These entries are to be retyped in full, word for word.

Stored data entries
※ ※ ※
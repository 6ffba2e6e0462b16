//! Provider Implementations
//!
//! Concrete implementations of the ciphersuite and identity traits.

pub mod memory_identity;
pub mod rust_crypto;

pub use memory_identity::MemoryIdentityProvider;
pub use rust_crypto::RustCryptoProvider;
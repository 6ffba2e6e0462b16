//! Error types for MLS operations

use thiserror::Error;

/// Result type for MLS operations
pub type MlsResult<T> = Result<T, MlsError>;

/// Errors that can occur in MLS operations
#[derive(Debug, Error)]
pub enum MlsError {
    /// Key package failed to decode or its signature did not verify
    #[error("Malformed key package: {0}")]
    MalformedKeyPackage(String),

    /// Key package is outside its lifetime
    #[error("Key package expired: {0}")]
    KeyPackageExpired(String),

    /// Group creation without any invited member
    #[error("Group must contain at least one member besides the creator")]
    EmptyMembership,

    /// The same identity appears twice in a roster
    #[error("Duplicate member: {0}")]
    DuplicateMember(String),

    /// Group is not held by this session
    #[error("Unknown group: {0}")]
    UnknownGroup(String),

    /// Group is already held by this session
    #[error("Group already exists: {0}")]
    DuplicateGroup(String),

    /// Key package was already consumed by a previous create/add
    #[error("Key package already consumed: {0}")]
    UnspentPackageRequired(String),

    /// No local private key matches the welcome target
    #[error("No matching key package for welcome: {0}")]
    NoMatchingKeyPackage(String),

    /// Welcome failed integrity checks
    #[error("Welcome decryption failed: {0}")]
    WelcomeDecryptFailed(String),

    /// Message failed integrity checks
    #[error("Decryption failed: {0}")]
    DecryptionFailed(String),

    /// Epoch mismatch between message and local state
    #[error("Epoch mismatch: expected {expected}, got {actual}")]
    EpochMismatch { expected: u64, actual: u64 },

    /// Counter already consumed for this sender
    #[error("Replayed counter {counter} from sender {sender}")]
    ReplayedCounter { sender: u32, counter: u64 },

    /// No signing capability registered for identity
    #[error("Identity unavailable: {0}")]
    IdentityUnavailable(String),

    /// Unauthorized operation
    #[error("Unauthorized: {0}")]
    Unauthorized(String),

    /// Invalid input
    #[error("Invalid input: {0}")]
    InvalidInput(String),

    /// Cryptographic operation failed
    #[error("Crypto error: {0}")]
    CryptoError(String),

    /// Serialization/deserialization error
    #[error("Serialization error: {0}")]
    Serialization(String),

    /// Storage operation failed
    #[error("Storage error: {0}")]
    Storage(String),
}

impl MlsError {
    /// Errors that indicate tampering, replay or a wrong recipient.
    ///
    /// These must reach the caller unchanged and are never retried.
    pub fn is_integrity_error(&self) -> bool {
        matches!(
            self,
            MlsError::WelcomeDecryptFailed(_)
                | MlsError::DecryptionFailed(_)
                | MlsError::EpochMismatch { .. }
                | MlsError::ReplayedCounter { .. }
                | MlsError::NoMatchingKeyPackage(_)
        )
    }

    /// Validation and state errors the caller may fix and retry.
    pub fn is_recoverable(&self) -> bool {
        matches!(
            self,
            MlsError::MalformedKeyPackage(_)
                | MlsError::KeyPackageExpired(_)
                | MlsError::EmptyMembership
                | MlsError::DuplicateMember(_)
                | MlsError::UnknownGroup(_)
                | MlsError::DuplicateGroup(_)
                | MlsError::UnspentPackageRequired(_)
                | MlsError::IdentityUnavailable(_)
                | MlsError::InvalidInput(_)
        )
    }
}

impl From<serde_json::Error> for MlsError {
    fn from(e: serde_json::Error) -> Self {
        MlsError::Serialization(e.to_string())
    }
}

impl From<bincode::Error> for MlsError {
    fn from(e: bincode::Error) -> Self {
        MlsError::Serialization(e.to_string())
    }
}

impl From<hex::FromHexError> for MlsError {
    fn from(e: hex::FromHexError) -> Self {
        MlsError::InvalidInput(format!("invalid hex: {}", e))
    }
}

#[cfg(test)]
mod tests {
    use super::*;

    #[test]
    fn test_error_display() {
        let err = MlsError::UnknownGroup("abcd".to_string());
        assert_eq!(err.to_string(), "Unknown group: abcd");

        let err = MlsError::EpochMismatch { expected: 5, actual: 3 };
        assert_eq!(err.to_string(), "Epoch mismatch: expected 5, got 3");

        let err = MlsError::ReplayedCounter { sender: 1, counter: 7 };
        assert_eq!(err.to_string(), "Replayed counter 7 from sender 1");
    }

    #[test]
    fn test_error_classification() {
        assert!(MlsError::DecryptionFailed("tag".into()).is_integrity_error());
        assert!(MlsError::ReplayedCounter { sender: 0, counter: 0 }.is_integrity_error());
        assert!(!MlsError::DecryptionFailed("tag".into()).is_recoverable());

        assert!(MlsError::EmptyMembership.is_recoverable());
        assert!(MlsError::UnspentPackageRequired("ref".into()).is_recoverable());
        assert!(!MlsError::EmptyMembership.is_integrity_error());

        assert!(!MlsError::Storage("disk".into()).is_recoverable());
        assert!(!MlsError::Storage("disk".into()).is_integrity_error());
    }

    #[test]
    fn test_error_conversion() {
        let json_err = serde_json::from_str::<i32>("invalid").unwrap_err();
        let mls_err: MlsError = json_err.into();
        assert!(matches!(mls_err, MlsError::Serialization(_)));

        let hex_err = hex::decode("zz").unwrap_err();
        let mls_err: MlsError = hex_err.into();
        assert!(matches!(mls_err, MlsError::InvalidInput(_)));
    }
}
※ ※ ※
# ANSWER
repository 6ffba2e6e0462b16
//! Provider Implementations
//!
//! Concrete implementations of the ciphersuite and identity traits.

pub mod memory_identity;
pub mod rust_crypto;

pub use memory_identity::MemoryIdentityProvider;
pub use rust_crypto::RustCryptoProvider;
repository 6ffba2e6e0462b16
//! Error types for MLS operations

use thiserror::Error;

/// Result type for MLS operations
pub type MlsResult<T> = Result<T, MlsError>;

/// Errors that can occur in MLS operations
#[derive(Debug, Error)]
pub enum MlsError {
    /// Key package failed to decode or its signature did not verify
    #[error("Malformed key package: {0}")]
    MalformedKeyPackage(String),

    /// Key package is outside its lifetime
    #[error("Key package expired: {0}")]
    KeyPackageExpired(String),

    /// Group creation without any invited member
    #[error("Group must contain at least one member besides the creator")]
    EmptyMembership,

    /// The same identity appears twice in a roster
    #[error("Duplicate member: {0}")]
    DuplicateMember(String),

    /// Group is not held by this session
    #[error("Unknown group: {0}")]
    UnknownGroup(String),

    /// Group is already held by this session
    #[error("Group already exists: {0}")]
    DuplicateGroup(String),

    /// Key package was already consumed by a previous create/add
    #[error("Key package already consumed: {0}")]
    UnspentPackageRequired(String),

    /// No local private key matches the welcome target
    #[error("No matching key package for welcome: {0}")]
    NoMatchingKeyPackage(String),

    /// Welcome failed integrity checks
    #[error("Welcome decryption failed: {0}")]
    WelcomeDecryptFailed(String),

    /// Message failed integrity checks
    #[error("Decryption failed: {0}")]
    DecryptionFailed(String),

    /// Epoch mismatch between message and local state
    #[error("Epoch mismatch: expected {expected}, got {actual}")]
    EpochMismatch { expected: u64, actual: u64 },

    /// Counter already consumed for this sender
    #[error("Replayed counter {counter} from sender {sender}")]
    ReplayedCounter { sender: u32, counter: u64 },

    /// No signing capability registered for identity
    #[error("Identity unavailable: {0}")]
    IdentityUnavailable(String),

    /// Unauthorized operation
    #[error("Unauthorized: {0}")]
    Unauthorized(String),

    /// Invalid input
    #[error("Invalid input: {0}")]
    InvalidInput(String),

    /// Cryptographic operation failed
    #[error("Crypto error: {0}")]
    CryptoError(String),

    /// Serialization/deserialization error
    #[error("Serialization error: {0}")]
    Serialization(String),

    /// Storage operation failed
    #[error("Storage error: {0}")]
    Storage(String),
}

impl MlsError {
    /// Errors that indicate tampering, replay or a wrong recipient.
    ///
    /// These must reach the caller unchanged and are never retried.
    pub fn is_integrity_error(&self) -> bool {
        matches!(
            self,
            MlsError::WelcomeDecryptFailed(_)
                | MlsError::DecryptionFailed(_)
                | MlsError::EpochMismatch { .. }
                | MlsError::ReplayedCounter { .. }
                | MlsError::NoMatchingKeyPackage(_)
        )
    }

    /// Validation and state errors the caller may fix and retry.
    pub fn is_recoverable(&self) -> bool {
        matches!(
            self,
            MlsError::MalformedKeyPackage(_)
                | MlsError::KeyPackageExpired(_)
                | MlsError::EmptyMembership
                | MlsError::DuplicateMember(_)
                | MlsError::UnknownGroup(_)
                | MlsError::DuplicateGroup(_)
                | MlsError::UnspentPackageRequired(_)
                | MlsError::IdentityUnavailable(_)
                | MlsError::InvalidInput(_)
        )
    }
}

impl From<serde_json::Error> for MlsError {
    fn from(e: serde_json::Error) -> Self {
        MlsError::Serialization(e.to_string())
    }
}

impl From<bincode::Error> for MlsError {
    fn from(e: bincode::Error) -> Self {
        MlsError::Serialization(e.to_string())
    }
}

impl From<hex::FromHexError> for MlsError {
    fn from(e: hex::FromHexError) -> Self {
        MlsError::InvalidInput(format!("invalid hex: {}", e))
    }
}

#[cfg(test)]
mod tests {
    use super::*;

    #[test]
    fn test_error_display() {
        let err = MlsError::UnknownGroup("abcd".to_string());
        assert_eq!(err.to_string(), "Unknown group: abcd");

        let err = MlsError::EpochMismatch { expected: 5, actual: 3 };
        assert_eq!(err.to_string(), "Epoch mismatch: expected 5, got 3");

        let err = MlsError::ReplayedCounter { sender: 1, counter: 7 };
        assert_eq!(err.to_string(), "Replayed counter 7 from sender 1");
    }

    #[test]
    fn test_error_classification() {
        assert!(MlsError::DecryptionFailed("tag".into()).is_integrity_error());
        assert!(MlsError::ReplayedCounter { sender: 0, counter: 0 }.is_integrity_error());
        assert!(!MlsError::DecryptionFailed("tag".into()).is_recoverable());

        assert!(MlsError::EmptyMembership.is_recoverable());
        assert!(MlsError::UnspentPackageRequired("ref".into()).is_recoverable());
        assert!(!MlsError::EmptyMembership.is_integrity_error());

        assert!(!MlsError::Storage("disk".into()).is_recoverable());
        assert!(!MlsError::Storage("disk".into()).is_integrity_error());
    }

    #[test]
    fn test_error_conversion() {
        let json_err = serde_json::from_str::<i32>("invalid").unwrap_err();
        let mls_err: MlsError = json_err.into();
        assert!(matches!(mls_err, MlsError::Serialization(_)));

        let hex_err = hex::decode("zz").unwrap_err();
        let mls_err: MlsError = hex_err.into();
        assert!(matches!(mls_err, MlsError::InvalidInput(_)));
    }
}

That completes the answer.